## Your instructions
Every line containing the word "path" is to be copied from the data below.
------------------------------------
// pea: configuration surface

use serde::{Deserialize, Serialize};

use crate::error::{PeaError, PeaResult};

/// Where a Pea sits in a pipeline. Drives name derivation (§3).
#[derive(Debug, Clone, Copy, PartialEq, Eq, Serialize, Deserialize)]
#[serde(rename_all = "UPPERCASE")]
pub enum PeaRole {
    Head,
    Tail,
    Parallel,
    Singleton,
}

/// How aggressively a Pea skips executor dispatch on an errored message.
/// Declared in ascending order so `skip_on_error < HANDLE` (§4.4) is a
/// well-typed comparison.
#[derive(Debug, Clone, Copy, PartialEq, Eq, PartialOrd, Ord, Serialize, Deserialize)]
#[serde(rename_all = "UPPERCASE")]
pub enum SkipOnErrorType {
    Never,
    Handle,
    Always,
}

/// Immutable configuration for the lifetime of one Pea (§3).
#[derive(Debug, Clone, Serialize, Deserialize)]
pub struct PeaConfig {
    pub name: String,
    pub role: PeaRole,
    pub pea_id: usize,
    pub identity: String,

    /// Primary executor config source.
    pub uses: String,
    /// Fallback executor config source, tried only on `ConfigSourceBad`.
    pub uses_internal: String,

    /// Expected number of partial messages per request id. Must be >= 1.
    pub num_part: usize,
    /// Seconds of inactivity before `is_idle` reports true.
    pub max_idle_time: u64,
    /// Seconds between opportunistic `executor.save()` calls. 0 disables.
    pub dump_interval: u64,
    /// Resident memory high watermark in GB. 0 disables the check.
    pub memory_hwm: f64,

    pub skip_on_error: SkipOnErrorType,
    pub separated_workspace: bool,
    pub read_only: bool,
    pub py_modules: Vec<String>,

    /// Debug flag: re-raise instead of attaching-and-forwarding on any
    /// executor runtime error. Overridable by `PEA_RAISE_ERROR_EARLY`.
    pub raise_error_early: bool,
}

impl Default for PeaConfig {
    fn default() -> Self {
        Self {
            name: "pea".to_string(),
            role: PeaRole::Singleton,
            pea_id: 0,
            identity: "pea-0".to_string(),
            uses: "_pass".to_string(),
            uses_internal: "_pass".to_string(),
            num_part: 1,
            max_idle_time: 60,
            dump_interval: 0,
            memory_hwm: 0.0,
            skip_on_error: SkipOnErrorType::Never,
            separated_workspace: false,
            read_only: false,
            py_modules: Vec::new(),
            raise_error_early: false,
        }
    }
}

impl PeaConfig {
    /// The name this Pea should log and route under, derived from role
    /// exactly as in §3.
    pub fn derived_name(&self) -> String {
        match self.role {
            PeaRole::Head => format!("{}-head", self.name),
            PeaRole::Tail => format!("{}-tail", self.name),
            PeaRole::Parallel => format!("{}-{}", self.name, self.pea_id),
            PeaRole::Singleton => self.name.clone(),
        }
    }

    /// Load from a TOML file, following the reference crate's
    /// `SidecarConfig::from_file` shape.
    pub fn from_file(path: &str) -> PeaResult<Self> {
        let content = std::fs::read_to_string(path)
            .map_err(|e| PeaError::ConfigSourceBad(format!("reading {path}: {e}")))?;
        toml::from_str(&content).map_err(|e| PeaError::ConfigSourceBad(format!("parsing {path}: {e}")))
    }

    /// Apply `PEA_*` environment overrides on top of whatever was loaded
    /// from file or built with `Default`. Only the scalar fields with an
    /// obvious string/number encoding are overridable; `py_modules` is not.
    pub fn with_env_overrides(mut self) -> Self {
        if let Ok(v) = std::env::var("PEA_NAME") {
            self.name = v;
        }
        if let Ok(v) = std::env::var("PEA_USES") {
            self.uses = v;
        }
        if let Ok(v) = std::env::var("PEA_USES_INTERNAL") {
            self.uses_internal = v;
        }
        if let Some(v) = std::env::var("PEA_NUM_PART").ok().and_then(|s| s.parse().ok()) {
            self.num_part = v;
        }
        if let Some(v) = std::env::var("PEA_MAX_IDLE_TIME")
            .ok()
            .and_then(|s| s.parse().ok())
        {
            self.max_idle_time = v;
        }
        if let Some(v) = std::env::var("PEA_DUMP_INTERVAL")
            .ok()
            .and_then(|s| s.parse().ok())
        {
            self.dump_interval = v;
        }
        if let Some(v) = std::env::var("PEA_MEMORY_HWM")
            .ok()
            .and_then(|s| s.parse().ok())
        {
            self.memory_hwm = v;
        }
        if std::env::var("PEA_RAISE_ERROR_EARLY").is_ok() {
            self.raise_error_early = true;
        }
        self
    }
}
------------------------------------
## Response to the exercise
    pub fn from_file(path: &str) -> PeaResult<Self> {
        let content = std::fs::read_to_string(path)
            .map_err(|e| PeaError::ConfigSourceBad(format!("reading {path}: {e}")))?;
        toml::from_str(&content).map_err(|e| PeaError::ConfigSourceBad(format!("parsing {path}: {e}")))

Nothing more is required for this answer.